| Exercise material |
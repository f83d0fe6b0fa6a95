//! Error types for forms.

use std::collections::BTreeMap;
use thiserror::Error;

/// Form-specific errors.
///
/// These signal programming or deployment defects (a missing configuration,
/// a typo in a field name, a malformed pattern). Invalid user input is never
/// reported through this type; it lives on the form group as validity state.
#[derive(Debug, Error)]
pub enum FormError {
    /// No configuration factory is registered under the identifier.
    #[error("form configuration '{0}' was not found")]
    ConfigNotFound(String),

    /// The form group has no control with this name.
    #[error("unknown field: {0}")]
    UnknownField(String),

    /// A pattern validator was declared with an invalid regular expression.
    #[error("invalid validator pattern: {0}")]
    InvalidPattern(#[from] regex::Error),

    /// The control is disabled and does not accept edits.
    #[error("field is disabled: {0}")]
    Disabled(String),

    /// An external lookup failed.
    #[error(transparent)]
    Lookup(#[from] LookupError),
}

/// Failure of an external lookup collaborator (geography, existence checks).
#[derive(Debug, Clone, PartialEq, Eq, Error)]
pub enum LookupError {
    /// The service could not be reached or answered with a failure.
    #[error("lookup service unavailable: {0}")]
    Unavailable(String),

    /// The service does not know the requested key.
    #[error("no entry for '{0}'")]
    NotFound(String),
}

/// Messages that block a step, grouped by field name.
///
/// Fields iterate in name order so the rendered summary is stable.
#[derive(Debug, Clone, Default, PartialEq, Eq)]
pub struct ValidationErrors {
    by_field: BTreeMap<String, Vec<String>>,
}

impl ValidationErrors {
    /// Key under which errors not tied to a field are stored.
    pub const NON_FIELD: &'static str = "__all__";

    pub fn new() -> Self {
        Self::default()
    }

    /// Records a message for `field`, skipping exact duplicates.
    pub fn add(&mut self, field: &str, message: impl Into<String>) {
        let message = message.into();
        let messages = self.by_field.entry(field.to_string()).or_default();
        if !messages.contains(&message) {
            messages.push(message);
        }
    }

    /// Folds `other` into `self`.
    pub fn merge(&mut self, other: ValidationErrors) {
        for (field, messages) in other.by_field {
            for message in messages {
                self.add(&field, message);
            }
        }
    }

    pub fn is_empty(&self) -> bool {
        self.by_field.is_empty()
    }

    /// Number of fields with at least one message.
    pub fn len(&self) -> usize {
        self.by_field.len()
    }

    pub fn get(&self, field: &str) -> Option<&Vec<String>> {
        self.by_field.get(field)
    }
}

impl std::fmt::Display for ValidationErrors {
    fn fmt(&self, f: &mut std::fmt::Formatter<'_>) -> std::fmt::Result {
        for (field, messages) in &self.by_field {
            for message in messages {
                writeln!(f, "{field}: {message}")?;
            }
        }
        Ok(())
    }
}

/// Result type alias for form operations.
pub type Result<T> = std::result::Result<T, FormError>;
impl Language {
    /// Creates an entry.
    pub fn new(nome: impl Into<String>, nivel: impl Into<String>) -> Self {
        Self {
            nome: nome.into(),
            nivel: nivel.into(),
        }
    }

    /// Portuguese at native level, always listed first.
    pub fn native() -> Self {
        Self::new("Português", "Nativo")
    }
}

const PROFILE_KEYS: [&str; 6] = [
    "foto",
    "resumo",
    "habilidadesSelecionadas",
    "idiomas",
    "portfolio",
    "linkedin",
];

/// Third step: public profile.
#[derive(Debug)]
pub struct ProfilePage {
    config: FormConfiguration,
    group: FormGroup,
}

impl ProfilePage {
    /// Opens the step with the draft's values. The language list always
    /// starts with [`Language::native`].
    pub fn open(
        registry: &FormRegistry<SignupDeps>,
        deps: &SignupDeps,
        draft: &DraftStore,
    ) -> Result<Self> {
        let (config, mut group) = open_form(registry, deps, PROFILE_FORM, &FormBuilder::new(), draft)?;

        let mut languages: Vec<Language> = group
            .value_of("idiomas")
            .cloned()
            .and_then(|v| serde_json::from_value(v).ok())
            .unwrap_or_default();
        if languages.first().map(|l| l.nome.as_str()) != Some("Português") {
            languages.insert(0, Language::native());
        }
        let mut seed = RegistrationDraft::new();
        seed.insert("idiomas".to_string(), serde_json::to_value(&languages)?);
        group.load_values(&seed);

        Ok(Self { config, group })
    }

    /// The live form.
    pub fn group(&self) -> &FormGroup {
        &self.group
    }

    /// Sets a field as the user would.
    pub fn set(&mut self, name: &str, value: impl Into<Value>) -> Result<()> {
        Ok(self.group.set_value(name, value)?)
    }

    /// Characters left before the summary reaches its suggested length.
    /// Negative once it is exceeded.
    pub fn remaining_characters(&self) -> i64 {
        let used = self.group.text_of("resumo").chars().count();
        SUMMARY_LIMIT.saturating_sub(i64::try_from(used).unwrap_or(i64::MAX))
    }

    /// Selected skills, in the order they are offered.
    pub fn selected_skills(&self) -> Vec<String> {
        let selected = self.group.value_of("habilidadesSelecionadas");
        SKILLS
            .iter()
            .filter(|skill| match selected {
                Some(Value::Array(items)) => items.iter().any(|v| v.as_str() == Some(**skill)),
                _ => false,
            })
            .map(|skill| (*skill).to_string())
            .collect()
    }

    /// Selects or deselects a skill. Returns whether it is now selected;
    /// skills not on offer are never selected.
    pub fn toggle_skill(&mut self, skill: &str) -> Result<bool> {
        if !SKILLS.iter().any(|s| *s == skill) {
            return Ok(false);
        }
        let mut selected = self.selected_skills();
        let now_selected = if let Some(pos) = selected.iter().position(|s| s == skill) {
            selected.remove(pos);
            false
        } else {
            selected.push(skill.to_string());
            true
        };
        let ordered: Vec<&str> = SKILLS
            .iter()
            .copied()
            .filter(|s| selected.iter().any(|x| x == *s))
            .collect();
        self.group.set_value("habilidadesSelecionadas", json!(ordered))?;
        Ok(now_selected)
    }

    /// Declared languages.
    pub fn languages(&self) -> Vec<Language> {
        self.group
            .value_of("idiomas")
            .cloned()
            .and_then(|v| serde_json::from_value(v).ok())
            .unwrap_or_default()
    }

    fn set_languages(&mut self, languages: &[Language]) -> Result<()> {
        self.group
            .set_value("idiomas", serde_json::to_value(languages)?)?;
        Ok(())
    }

    /// Appends a language.
    pub fn add_language(&mut self, nome: &str, nivel: &str) -> Result<()> {
        let mut languages = self.languages();
        languages.push(Language::new(nome, nivel));
        self.set_languages(&languages)
    }

    /// Removes the language at `index`. The leading Portuguese entry and
    /// indices past the end are left alone; returns whether anything changed.
    pub fn remove_language(&mut self, index: usize) -> Result<bool> {
        let mut languages = self.languages();
        if index >= languages.len() || (index == 0 && languages[0].nome == "Português") {
            return Ok(false);
        }
        languages.remove(index);
        self.set_languages(&languages)?;
        Ok(true)
    }

    /// Uses an uploaded image as the profile photo.
    pub fn set_photo(&mut self, upload: &PhotoUpload) -> Result<()> {
        let url = upload.to_data_url()?;
        self.group.set_value("foto", url)?;
        Ok(())
    }

    /// The photo as a data URL, if one was chosen.
    pub fn photo_preview(&self) -> Option<&str> {
        Some(self.group.text_of("foto")).filter(|url| !url.is_empty())
    }

    /// Saves what was typed and goes back to the personal-data step.
    pub fn previous(&self, draft: &DraftStore) -> Result<StepOutcome> {
        go_back(WizardStep::Profile, draft, fragment(&self.group, &PROFILE_KEYS))
    }

    /// Validates, saves and moves to the confirmation step.
    ///
    /// Every language needs both a name and a level.
    pub async fn next(&mut self, draft: &DraftStore) -> Result<StepOutcome> {
        let mut blockers = ValidationErrors::new();
        if self
            .languages()
            .iter()
            .any(|l| l.nome.trim().is_empty() || l.nivel.trim().is_empty())
        {
            blockers.add("idiomas", "Informe o idioma e o nível");
        }

        go_next(
            WizardStep::Profile,
            &mut self.group,
            draft,
            &PROFILE_KEYS,
            blockers,
        )
        .await
    }

    /// Renders the step.
    pub fn render(&self) -> String {
        render::render_form(
            &self.config,
            &self.group,
            &HashMap::new(),
            WizardStep::Profile.path(),
        )
    }
}
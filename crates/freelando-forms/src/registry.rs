//! Registry of form configuration factories.
//!
//! The registry is an explicit object: pages receive it by reference rather
//! than reaching for global state. Factories take a context `C` carrying the
//! dependencies their validators need (an email lookup, for example) and
//! produce a fresh [`FormConfiguration`] on every call.

use std::collections::HashMap;
use std::fmt;
use std::sync::Arc;

use tracing::debug;

use crate::error::{FormError, Result};
use crate::schema::FormConfiguration;

/// A function producing a form configuration from its context.
pub type ConfigFactory<C> = Arc<dyn Fn(&C) -> Result<FormConfiguration> + Send + Sync>;

/// Maps form identifiers to configuration factories.
pub struct FormRegistry<C = ()> {
    factories: HashMap<String, ConfigFactory<C>>,
}

impl<C> Default for FormRegistry<C> {
    fn default() -> Self {
        Self {
            factories: HashMap::new(),
        }
    }
}

impl<C> fmt::Debug for FormRegistry<C> {
    fn fmt(&self, f: &mut fmt::Formatter<'_>) -> fmt::Result {
        f.debug_struct("FormRegistry")
            .field("ids", &self.ids())
            .finish()
    }
}

impl<C> FormRegistry<C> {
    /// Creates an empty registry.
    pub fn new() -> Self {
        Self::default()
    }

    /// Registers a factory, replacing any previous one for the same id.
    pub fn register<F>(&mut self, id: impl Into<String>, factory: F)
    where
        F: Fn(&C) -> Result<FormConfiguration> + Send + Sync + 'static,
    {
        let id = id.into();
        debug!(form = %id, "Registering form configuration");
        self.factories.insert(id, Arc::new(factory));
    }

    /// Builder form of [`register`](Self::register).
    #[must_use]
    pub fn with<F>(mut self, id: impl Into<String>, factory: F) -> Self
    where
        F: Fn(&C) -> Result<FormConfiguration> + Send + Sync + 'static,
    {
        self.register(id, factory);
        self
    }

    /// Invokes the factory registered for `id`.
    ///
    /// Fails with [`FormError::ConfigNotFound`] when nothing is registered.
    pub fn resolve(&self, id: &str, context: &C) -> Result<FormConfiguration> {
        let factory = self
            .factories
            .get(id)
            .ok_or_else(|| FormError::ConfigNotFound(id.to_string()))?;
        factory(context)
    }

    /// Returns the registered identifiers, sorted.
    pub fn ids(&self) -> Vec<&str> {
        let mut ids: Vec<&str> = self.factories.keys().map(String::as_str).collect();
        ids.sort_unstable();
        ids
    }
}
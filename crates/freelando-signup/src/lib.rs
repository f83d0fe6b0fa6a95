//! # freelando-signup
//!
//! The freelancer registration wizard of the Freelando marketplace.
//!
//! Four steps share one [`DraftStore`]:
//! 1. [`AreaOfWorkPage`]: area of work and experience level
//! 2. [`PersonalDataPage`]: identity, region/city and credentials
//! 3. [`ProfilePage`]: photo, summary, skills, languages and links
//! 4. [`ConfirmationPage`]: read-only summary
//!
//! External services sit behind traits ([`GeographyLookup`],
//! [`ExistenceCheck`](freelando_forms::ExistenceCheck), [`DraftStorage`]) with
//! in-process reference implementations.
//!
//! ## Example
//!
//! ```rust
//! use std::sync::Arc;
//! use std::time::Duration;
//!
//! use freelando_signup::{
//!     signup_registry, AreaOfWorkPage, DraftStore, MemoryStorage, RegisteredEmails, SignupDeps,
//!     StepOutcome, WizardStep,
//! };
//!
//! # async fn run() -> freelando_signup::Result<()> {
//! let draft = DraftStore::open(MemoryStorage::new())?;
//! let deps = SignupDeps {
//!     email_lookup: Arc::new(RegisteredEmails::new().with_latency(Duration::ZERO)),
//! };
//!
//! let mut page = AreaOfWorkPage::open(&signup_registry(), &deps, &draft)?;
//! page.set("areaAtuacao", "design")?;
//! page.set("nivelExperiencia", "iniciante")?;
//!
//! let outcome = page.next(&draft).await?;
//! assert_eq!(outcome, StepOutcome::Moved(WizardStep::PersonalData));
//! # Ok(())
//! # }
//! # tokio::runtime::Runtime::new().unwrap().block_on(run()).unwrap();
//! ```

mod draft;
mod emails;
mod error;
mod forms;
mod geography;
mod photo;
mod steps;

pub use draft::{DraftStorage, DraftStore, FileStorage, MemoryStorage, RegistrationDraft, DRAFT_KEY};
pub use emails::{RegisteredEmails, DEFAULT_LATENCY, REGISTERED_EMAILS};
pub use error::{Result, SignupError};
pub use forms::{
    area_form, personal_data_form, profile_form, signup_registry, SignupDeps, AREA_FORM,
    LANGUAGES, LANGUAGE_LEVELS, PERSONAL_DATA_FORM, PROFILE_FORM, SKILLS, SUMMARY_LIMIT,
};
pub use geography::{
    region_choices, GeographyLookup, Locality, LocalityOptions, Region, RetryingGeography,
    StaticGeography, DEFAULT_RETRIES,
};
pub use photo::PhotoUpload;
pub use steps::{
    AreaOfWorkPage, ConfirmationPage, Language, PersonalDataPage, ProfilePage,
    RegistrationSummary, StepOutcome, WizardStep,
};
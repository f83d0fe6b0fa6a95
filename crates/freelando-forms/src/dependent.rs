//! Dependent fields: a source control whose value drives the option set of a
//! target control (state selection loading its cities, for example).
//!
//! [`DependentFieldLink`] is the state machine. It issues [`FetchTicket`]s
//! carrying a monotonically increasing id and applies a response only when
//! its id is the latest issued, so the last selection always wins regardless
//! of the order responses arrive in. [`DependentFieldCoordinator`] drives a
//! link with an [`OptionsFetcher`], running fetches concurrently.

use std::fmt;
use std::sync::Arc;

use futures::future::BoxFuture;
use futures::stream::{FuturesUnordered, StreamExt};
use tracing::{debug, warn};

use crate::error::{FormError, LookupError, Result};
use crate::group::FormGroup;
use crate::schema::Choice;

/// State of a dependent link.
#[derive(Debug, Clone, Copy, PartialEq, Eq)]
pub enum LinkState {
    /// Not attached to a group yet.
    Idle,
    /// Waiting for the options of the latest source value.
    Loading,
    /// Options are populated and the target is enabled.
    Loaded,
    /// The source is empty, or loading failed; the target is disabled.
    Disabled,
}

/// A request for the options keyed by a source value.
#[derive(Debug, Clone, PartialEq, Eq)]
pub struct FetchTicket {
    /// Identity of the request; only the latest one is applied.
    pub id: u64,
    /// The source value to look options up by.
    pub key: String,
}

/// External lookup of the options belonging to a source value.
pub trait OptionsFetcher: Send + Sync {
    /// Fetches the options for `key`.
    fn fetch<'a>(&'a self, key: &'a str) -> BoxFuture<'a, std::result::Result<Vec<Choice>, LookupError>>;
}

/// Binds a source control to a target control.
#[derive(Debug, Clone)]
pub struct DependentFieldLink {
    source: String,
    target: String,
    state: LinkState,
    latest: u64,
    options: Vec<Choice>,
    last_error: Option<LookupError>,
}

impl DependentFieldLink {
    /// Creates an unattached link.
    pub fn new(source: impl Into<String>, target: impl Into<String>) -> Self {
        Self {
            source: source.into(),
            target: target.into(),
            state: LinkState::Idle,
            latest: 0,
            options: Vec::new(),
            last_error: None,
        }
    }

    /// Name of the source control.
    pub fn source(&self) -> &str {
        &self.source
    }

    /// Name of the target control.
    pub fn target(&self) -> &str {
        &self.target
    }

    /// Current state.
    pub fn state(&self) -> LinkState {
        self.state
    }

    /// Whether the latest request is still outstanding.
    pub fn is_loading(&self) -> bool {
        self.state == LinkState::Loading
    }

    /// Options of the target, sorted by label.
    pub fn options(&self) -> &[Choice] {
        &self.options
    }

    /// Why the latest load failed, if it did.
    pub fn last_error(&self) -> Option<&LookupError> {
        self.last_error.as_ref()
    }

    /// Starts observing the group. The target keeps its current value.
    ///
    /// Ends in `Disabled` for an empty source and `Loading` otherwise.
    pub fn attach(&mut self, group: &mut FormGroup) -> Result<Option<FetchTicket>> {
        self.begin(group, false)
    }

    /// Reacts to a new source value: clears and disables the target and
    /// requests the options of the new value.
    pub fn source_changed(&mut self, group: &mut FormGroup) -> Result<Option<FetchTicket>> {
        self.begin(group, true)
    }

    /// Re-requests the options after a failed load.
    pub fn retry(&mut self, group: &mut FormGroup) -> Result<Option<FetchTicket>> {
        if self.last_error.is_none() {
            return Ok(None);
        }
        self.begin(group, false)
    }

    fn begin(&mut self, group: &mut FormGroup, reset_target: bool) -> Result<Option<FetchTicket>> {
        let key = group
            .value_of(&self.source)
            .ok_or_else(|| FormError::UnknownField(self.source.clone()))?
            .as_str()
            .unwrap_or("")
            .trim()
            .to_string();

        if reset_target {
            group.clear(&self.target)?;
        }
        group.disable(&self.target)?;

        self.latest += 1;
        self.options.clear();
        self.last_error = None;

        if key.is_empty() {
            self.transition(LinkState::Disabled);
            return Ok(None);
        }

        self.transition(LinkState::Loading);
        Ok(Some(FetchTicket {
            id: self.latest,
            key,
        }))
    }

    /// Applies the response to a ticket.
    ///
    /// Responses to superseded tickets are dropped and `false` is returned.
    /// A failed load leaves the target disabled and empty; see
    /// [`retry`](Self::retry).
    pub fn resolve(
        &mut self,
        group: &mut FormGroup,
        ticket_id: u64,
        response: std::result::Result<Vec<Choice>, LookupError>,
    ) -> Result<bool> {
        if ticket_id != self.latest || self.state != LinkState::Loading {
            debug!(
                source = %self.source,
                ticket = ticket_id,
                latest = self.latest,
                "Discarding superseded options"
            );
            return Ok(false);
        }

        match response {
            Ok(mut choices) => {
                choices.sort_by_cached_key(|c| collation_key(&c.label));
                self.options = choices;
                let current = group.text_of(&self.target);
                if !current.is_empty() && !self.options.iter().any(|c| c.value == current) {
                    debug!(field = %self.target, value = current, "Dropping value outside the new options");
                    group.clear(&self.target)?;
                }
                group.enable(&self.target)?;
                self.transition(LinkState::Loaded);
            }
            Err(e) => {
                warn!(source = %self.source, error = %e, "Could not load dependent options");
                self.options.clear();
                self.last_error = Some(e);
                self.transition(LinkState::Disabled);
            }
        }
        Ok(true)
    }

    fn transition(&mut self, next: LinkState) {
        debug!(
            source = %self.source,
            target = %self.target,
            from = ?self.state,
            to = ?next,
            "Dependent field transition"
        );
        self.state = next;
    }
}

/// Sort key that orders accented Portuguese labels next to their base letter.
pub fn collation_key(label: &str) -> String {
    label
        .chars()
        .flat_map(char::to_lowercase)
        .map(|c| match c {
            'á' | 'à' | 'â' | 'ã' | 'ä' => 'a',
            'é' | 'è' | 'ê' | 'ë' => 'e',
            'í' | 'ì' | 'î' | 'ï' => 'i',
            'ó' | 'ò' | 'ô' | 'õ' | 'ö' => 'o',
            'ú' | 'ù' | 'û' | 'ü' => 'u',
            'ç' => 'c',
            other => other,
        })
        .collect()
}

type InFlight = BoxFuture<'static, (u64, std::result::Result<Vec<Choice>, LookupError>)>;

/// Drives a [`DependentFieldLink`] with an [`OptionsFetcher`].
pub struct DependentFieldCoordinator {
    link: DependentFieldLink,
    fetcher: Arc<dyn OptionsFetcher>,
    in_flight: FuturesUnordered<InFlight>,
}

impl fmt::Debug for DependentFieldCoordinator {
    fn fmt(&self, f: &mut fmt::Formatter<'_>) -> fmt::Result {
        f.debug_struct("DependentFieldCoordinator")
            .field("link", &self.link)
            .field("in_flight", &self.in_flight.len())
            .finish_non_exhaustive()
    }
}

impl DependentFieldCoordinator {
    /// Creates a coordinator for `source` → `target`.
    pub fn new(
        source: impl Into<String>,
        target: impl Into<String>,
        fetcher: Arc<dyn OptionsFetcher>,
    ) -> Self {
        Self {
            link: DependentFieldLink::new(source, target),
            fetcher,
            in_flight: FuturesUnordered::new(),
        }
    }

    /// The underlying link.
    pub fn link(&self) -> &DependentFieldLink {
        &self.link
    }

    /// Attaches to the group, starting a fetch when the source has a value.
    pub fn attach(&mut self, group: &mut FormGroup) -> Result<()> {
        let ticket = self.link.attach(group)?;
        self.issue(ticket);
        Ok(())
    }

    /// Sets the source value and reacts to the change.
    pub fn select(&mut self, group: &mut FormGroup, value: &str) -> Result<()> {
        group.set_value(self.link.source(), value)?;
        self.source_changed(group)
    }

    /// Reacts to a source value already written to the group.
    pub fn source_changed(&mut self, group: &mut FormGroup) -> Result<()> {
        let ticket = self.link.source_changed(group)?;
        self.issue(ticket);
        Ok(())
    }

    /// Retries after a failed load.
    pub fn retry(&mut self, group: &mut FormGroup) -> Result<()> {
        let ticket = self.link.retry(group)?;
        self.issue(ticket);
        Ok(())
    }

    fn issue(&mut self, ticket: Option<FetchTicket>) {
        let Some(ticket) = ticket else {
            return;
        };
        let fetcher = Arc::clone(&self.fetcher);
        self.in_flight.push(Box::pin(async move {
            let response = fetcher.fetch(&ticket.key).await;
            (ticket.id, response)
        }));
    }

    /// Waits for the next fetch to finish and applies it.
    ///
    /// Returns `None` when nothing is in flight, otherwise whether the
    /// response was applied.
    pub async fn next_response(&mut self, group: &mut FormGroup) -> Result<Option<bool>> {
        match self.in_flight.next().await {
            Some((id, response)) => self.link.resolve(group, id, response).map(Some),
            None => Ok(None),
        }
    }

    /// Waits for every in-flight fetch.
    pub async fn settle(&mut self, group: &mut FormGroup) -> Result<()> {
        while self.next_response(group).await?.is_some() {}
        Ok(())
    }
}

| Exercise requirements |
Give back exactly the lines of the listing above, starting with its first line and ending with the line that holds "under the identifier.".

| Your response |
repository f83d0fe6b0fa6a95
//! Error types for forms.

use std::collections::BTreeMap;
use thiserror::Error;

/// Form-specific errors.
///
/// These signal programming or deployment defects (a missing configuration,
/// a typo in a field name, a malformed pattern). Invalid user input is never
/// reported through this type; it lives on the form group as validity state.
#[derive(Debug, Error)]
pub enum FormError {
    /// No configuration factory is registered under the identifier.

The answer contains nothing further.